:: EXERCISE OBJECTIVE ::
Please say how many lines of the entries below contain the word "this", and leave out everything else.

──────────────────────────────

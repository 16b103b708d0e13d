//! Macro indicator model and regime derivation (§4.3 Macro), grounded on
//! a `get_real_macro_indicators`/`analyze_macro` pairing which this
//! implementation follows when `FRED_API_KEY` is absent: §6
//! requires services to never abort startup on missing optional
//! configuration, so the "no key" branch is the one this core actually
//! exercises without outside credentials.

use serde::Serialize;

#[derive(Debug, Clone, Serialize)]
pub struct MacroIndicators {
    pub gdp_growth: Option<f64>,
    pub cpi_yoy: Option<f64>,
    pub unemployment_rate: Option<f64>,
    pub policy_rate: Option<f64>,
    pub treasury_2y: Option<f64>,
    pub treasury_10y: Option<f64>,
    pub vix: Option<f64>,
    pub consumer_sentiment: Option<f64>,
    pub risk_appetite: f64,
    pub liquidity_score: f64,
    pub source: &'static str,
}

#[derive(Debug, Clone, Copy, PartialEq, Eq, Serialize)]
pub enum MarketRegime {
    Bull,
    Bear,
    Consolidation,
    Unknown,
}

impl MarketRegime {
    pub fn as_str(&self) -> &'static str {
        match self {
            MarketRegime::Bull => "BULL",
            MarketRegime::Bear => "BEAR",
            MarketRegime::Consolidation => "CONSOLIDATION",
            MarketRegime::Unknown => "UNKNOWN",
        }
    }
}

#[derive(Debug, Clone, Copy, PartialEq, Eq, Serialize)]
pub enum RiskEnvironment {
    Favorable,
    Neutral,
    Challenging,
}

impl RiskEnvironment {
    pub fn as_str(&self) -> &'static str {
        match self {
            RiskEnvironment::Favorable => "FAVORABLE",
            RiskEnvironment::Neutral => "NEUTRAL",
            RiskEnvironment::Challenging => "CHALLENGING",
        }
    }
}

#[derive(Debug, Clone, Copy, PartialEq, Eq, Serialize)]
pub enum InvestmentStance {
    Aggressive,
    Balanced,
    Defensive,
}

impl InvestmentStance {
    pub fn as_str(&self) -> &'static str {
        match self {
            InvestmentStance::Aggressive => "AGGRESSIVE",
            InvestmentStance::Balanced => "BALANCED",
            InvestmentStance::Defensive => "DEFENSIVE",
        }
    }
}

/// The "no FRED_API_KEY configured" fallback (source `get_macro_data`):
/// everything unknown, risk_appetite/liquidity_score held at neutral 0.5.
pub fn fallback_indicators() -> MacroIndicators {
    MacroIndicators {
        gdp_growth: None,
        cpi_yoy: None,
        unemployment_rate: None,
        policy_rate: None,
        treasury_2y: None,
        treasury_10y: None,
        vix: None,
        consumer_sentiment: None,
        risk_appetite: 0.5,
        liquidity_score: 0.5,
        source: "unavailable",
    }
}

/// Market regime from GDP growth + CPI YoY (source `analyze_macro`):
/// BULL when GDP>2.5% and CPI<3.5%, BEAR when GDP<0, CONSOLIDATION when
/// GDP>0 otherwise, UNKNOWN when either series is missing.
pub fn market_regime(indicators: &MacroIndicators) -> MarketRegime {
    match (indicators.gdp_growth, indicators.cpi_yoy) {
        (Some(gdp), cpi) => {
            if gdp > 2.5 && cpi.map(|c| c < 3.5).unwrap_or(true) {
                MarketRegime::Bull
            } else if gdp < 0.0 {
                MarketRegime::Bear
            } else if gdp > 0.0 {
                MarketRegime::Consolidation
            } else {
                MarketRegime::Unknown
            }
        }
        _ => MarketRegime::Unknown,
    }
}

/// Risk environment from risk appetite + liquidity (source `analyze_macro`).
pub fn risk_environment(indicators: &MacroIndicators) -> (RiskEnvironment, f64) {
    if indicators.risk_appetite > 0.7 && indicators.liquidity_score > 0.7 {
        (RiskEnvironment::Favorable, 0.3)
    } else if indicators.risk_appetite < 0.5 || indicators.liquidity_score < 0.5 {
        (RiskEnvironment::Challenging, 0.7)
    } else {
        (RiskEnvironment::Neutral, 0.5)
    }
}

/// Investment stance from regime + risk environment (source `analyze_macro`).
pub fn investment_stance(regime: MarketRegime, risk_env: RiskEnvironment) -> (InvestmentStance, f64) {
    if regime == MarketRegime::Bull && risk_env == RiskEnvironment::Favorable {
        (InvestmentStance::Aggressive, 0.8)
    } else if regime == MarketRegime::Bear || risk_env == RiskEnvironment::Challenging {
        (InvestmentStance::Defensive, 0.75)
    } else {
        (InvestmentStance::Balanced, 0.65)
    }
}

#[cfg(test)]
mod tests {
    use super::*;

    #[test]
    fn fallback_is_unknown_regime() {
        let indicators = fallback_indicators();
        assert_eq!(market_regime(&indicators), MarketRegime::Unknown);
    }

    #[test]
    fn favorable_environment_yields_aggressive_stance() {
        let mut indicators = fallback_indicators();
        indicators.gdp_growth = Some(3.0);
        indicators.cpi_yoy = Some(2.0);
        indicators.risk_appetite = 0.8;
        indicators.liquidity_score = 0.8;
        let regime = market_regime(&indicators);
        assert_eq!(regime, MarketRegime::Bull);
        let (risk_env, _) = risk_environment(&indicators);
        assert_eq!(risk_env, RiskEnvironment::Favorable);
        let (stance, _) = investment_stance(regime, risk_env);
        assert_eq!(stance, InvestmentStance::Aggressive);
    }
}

──────────────────────────────

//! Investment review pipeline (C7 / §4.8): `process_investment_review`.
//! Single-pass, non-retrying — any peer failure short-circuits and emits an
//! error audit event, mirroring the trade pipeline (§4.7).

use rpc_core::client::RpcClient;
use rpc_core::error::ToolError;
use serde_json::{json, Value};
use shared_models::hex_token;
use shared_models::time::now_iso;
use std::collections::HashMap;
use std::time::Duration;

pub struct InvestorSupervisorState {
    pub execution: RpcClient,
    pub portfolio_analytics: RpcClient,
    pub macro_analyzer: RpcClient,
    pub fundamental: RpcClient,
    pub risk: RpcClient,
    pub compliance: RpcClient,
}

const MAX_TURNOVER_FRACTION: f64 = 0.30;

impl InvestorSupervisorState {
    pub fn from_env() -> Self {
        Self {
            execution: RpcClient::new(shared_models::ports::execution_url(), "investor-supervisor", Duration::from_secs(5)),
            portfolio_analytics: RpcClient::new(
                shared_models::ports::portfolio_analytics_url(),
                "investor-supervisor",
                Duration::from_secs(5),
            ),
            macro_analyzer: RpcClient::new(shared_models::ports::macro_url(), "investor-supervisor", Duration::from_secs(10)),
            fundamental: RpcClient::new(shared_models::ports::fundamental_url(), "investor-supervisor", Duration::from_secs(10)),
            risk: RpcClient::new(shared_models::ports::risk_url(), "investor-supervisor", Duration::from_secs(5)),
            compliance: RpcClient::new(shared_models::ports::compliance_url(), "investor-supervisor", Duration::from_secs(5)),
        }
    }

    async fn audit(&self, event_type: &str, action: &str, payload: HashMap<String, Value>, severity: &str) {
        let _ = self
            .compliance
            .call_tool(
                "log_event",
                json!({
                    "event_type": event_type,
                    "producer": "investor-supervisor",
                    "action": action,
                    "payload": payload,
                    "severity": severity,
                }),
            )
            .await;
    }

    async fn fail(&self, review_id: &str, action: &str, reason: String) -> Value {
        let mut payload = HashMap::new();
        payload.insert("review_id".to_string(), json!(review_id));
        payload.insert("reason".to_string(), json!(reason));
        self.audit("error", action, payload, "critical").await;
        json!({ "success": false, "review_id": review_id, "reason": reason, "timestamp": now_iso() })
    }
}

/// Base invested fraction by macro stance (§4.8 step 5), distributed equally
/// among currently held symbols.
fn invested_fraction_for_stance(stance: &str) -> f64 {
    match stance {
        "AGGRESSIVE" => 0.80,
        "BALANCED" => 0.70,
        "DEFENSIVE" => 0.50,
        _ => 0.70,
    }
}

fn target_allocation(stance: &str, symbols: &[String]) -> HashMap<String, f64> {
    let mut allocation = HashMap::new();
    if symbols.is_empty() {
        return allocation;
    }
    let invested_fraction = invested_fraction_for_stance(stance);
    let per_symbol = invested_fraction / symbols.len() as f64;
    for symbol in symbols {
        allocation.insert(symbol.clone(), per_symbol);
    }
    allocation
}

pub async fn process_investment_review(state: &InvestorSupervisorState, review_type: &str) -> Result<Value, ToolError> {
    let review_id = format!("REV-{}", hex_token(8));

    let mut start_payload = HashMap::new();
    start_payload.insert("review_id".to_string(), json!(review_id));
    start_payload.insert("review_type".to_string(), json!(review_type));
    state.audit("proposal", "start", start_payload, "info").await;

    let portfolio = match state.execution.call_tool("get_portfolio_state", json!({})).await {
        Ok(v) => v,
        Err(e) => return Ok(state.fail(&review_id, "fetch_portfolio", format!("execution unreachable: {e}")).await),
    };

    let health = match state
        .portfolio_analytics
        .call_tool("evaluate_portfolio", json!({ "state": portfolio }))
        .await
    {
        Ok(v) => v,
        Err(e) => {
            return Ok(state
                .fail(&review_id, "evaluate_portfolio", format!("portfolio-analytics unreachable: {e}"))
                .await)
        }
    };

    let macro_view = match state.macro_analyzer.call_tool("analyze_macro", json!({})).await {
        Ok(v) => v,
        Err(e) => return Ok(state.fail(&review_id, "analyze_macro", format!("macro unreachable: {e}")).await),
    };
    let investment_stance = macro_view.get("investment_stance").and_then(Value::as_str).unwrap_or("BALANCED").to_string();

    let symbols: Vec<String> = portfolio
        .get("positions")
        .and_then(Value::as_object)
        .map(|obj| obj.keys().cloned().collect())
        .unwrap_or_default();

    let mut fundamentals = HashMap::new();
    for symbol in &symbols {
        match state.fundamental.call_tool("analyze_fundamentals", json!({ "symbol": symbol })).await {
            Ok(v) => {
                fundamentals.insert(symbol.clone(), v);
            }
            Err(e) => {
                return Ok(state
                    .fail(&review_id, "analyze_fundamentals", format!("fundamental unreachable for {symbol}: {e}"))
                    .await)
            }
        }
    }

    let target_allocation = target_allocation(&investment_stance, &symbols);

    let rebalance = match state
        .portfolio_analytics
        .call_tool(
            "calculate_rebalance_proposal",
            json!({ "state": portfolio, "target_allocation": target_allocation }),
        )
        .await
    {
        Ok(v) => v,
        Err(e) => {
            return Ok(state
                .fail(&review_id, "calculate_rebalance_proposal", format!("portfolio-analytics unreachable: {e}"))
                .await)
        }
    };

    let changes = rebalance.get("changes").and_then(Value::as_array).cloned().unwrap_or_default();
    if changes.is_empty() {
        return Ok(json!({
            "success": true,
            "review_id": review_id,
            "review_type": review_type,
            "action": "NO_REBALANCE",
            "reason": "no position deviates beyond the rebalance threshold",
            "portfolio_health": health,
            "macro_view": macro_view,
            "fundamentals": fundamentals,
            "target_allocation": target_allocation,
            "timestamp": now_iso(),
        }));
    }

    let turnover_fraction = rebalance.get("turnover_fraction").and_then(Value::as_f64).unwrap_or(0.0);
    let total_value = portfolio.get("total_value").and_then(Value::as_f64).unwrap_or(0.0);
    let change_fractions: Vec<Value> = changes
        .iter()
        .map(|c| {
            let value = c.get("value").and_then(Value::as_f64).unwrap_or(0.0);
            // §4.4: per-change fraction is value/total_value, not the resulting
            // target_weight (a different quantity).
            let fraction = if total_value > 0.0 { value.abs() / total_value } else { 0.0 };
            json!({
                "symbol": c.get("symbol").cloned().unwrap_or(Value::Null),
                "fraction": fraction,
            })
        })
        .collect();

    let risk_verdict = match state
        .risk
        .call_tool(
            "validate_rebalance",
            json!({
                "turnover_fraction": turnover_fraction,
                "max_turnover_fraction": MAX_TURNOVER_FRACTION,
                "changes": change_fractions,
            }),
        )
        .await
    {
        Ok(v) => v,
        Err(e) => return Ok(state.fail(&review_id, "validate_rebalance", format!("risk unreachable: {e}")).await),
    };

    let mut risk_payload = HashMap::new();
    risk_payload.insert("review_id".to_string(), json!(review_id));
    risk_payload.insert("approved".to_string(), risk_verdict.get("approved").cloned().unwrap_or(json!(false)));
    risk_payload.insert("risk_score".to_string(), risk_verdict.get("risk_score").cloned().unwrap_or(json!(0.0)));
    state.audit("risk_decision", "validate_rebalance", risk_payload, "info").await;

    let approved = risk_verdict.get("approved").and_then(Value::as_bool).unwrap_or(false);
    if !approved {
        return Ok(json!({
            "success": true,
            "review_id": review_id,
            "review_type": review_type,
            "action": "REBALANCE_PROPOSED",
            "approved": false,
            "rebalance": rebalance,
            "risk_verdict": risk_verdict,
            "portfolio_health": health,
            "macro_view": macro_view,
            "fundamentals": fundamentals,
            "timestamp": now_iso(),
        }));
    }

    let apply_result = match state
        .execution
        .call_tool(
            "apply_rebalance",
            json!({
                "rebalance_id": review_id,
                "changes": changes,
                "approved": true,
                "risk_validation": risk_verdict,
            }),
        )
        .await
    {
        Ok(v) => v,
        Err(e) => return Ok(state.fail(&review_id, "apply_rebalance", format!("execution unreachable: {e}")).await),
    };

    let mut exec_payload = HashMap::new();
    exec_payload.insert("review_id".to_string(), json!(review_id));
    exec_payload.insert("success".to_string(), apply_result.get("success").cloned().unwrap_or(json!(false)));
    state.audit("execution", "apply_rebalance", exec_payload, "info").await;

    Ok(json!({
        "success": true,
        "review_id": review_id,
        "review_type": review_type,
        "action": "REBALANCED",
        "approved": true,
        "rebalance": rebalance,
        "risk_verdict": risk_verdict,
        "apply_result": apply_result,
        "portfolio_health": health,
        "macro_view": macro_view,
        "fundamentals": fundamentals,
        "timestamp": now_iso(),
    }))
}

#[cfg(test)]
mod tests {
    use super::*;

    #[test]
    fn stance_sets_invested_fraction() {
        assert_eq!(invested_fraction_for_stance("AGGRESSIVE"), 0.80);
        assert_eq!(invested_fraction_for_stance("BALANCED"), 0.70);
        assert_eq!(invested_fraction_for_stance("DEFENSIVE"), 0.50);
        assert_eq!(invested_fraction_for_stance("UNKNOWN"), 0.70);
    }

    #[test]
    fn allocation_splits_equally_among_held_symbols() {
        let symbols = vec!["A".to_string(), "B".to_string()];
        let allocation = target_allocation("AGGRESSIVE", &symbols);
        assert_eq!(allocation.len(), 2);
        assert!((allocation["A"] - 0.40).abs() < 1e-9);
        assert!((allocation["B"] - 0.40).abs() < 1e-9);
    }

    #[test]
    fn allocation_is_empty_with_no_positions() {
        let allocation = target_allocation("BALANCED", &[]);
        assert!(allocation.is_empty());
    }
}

──────────────────────────────

:: SOLUTION ::
2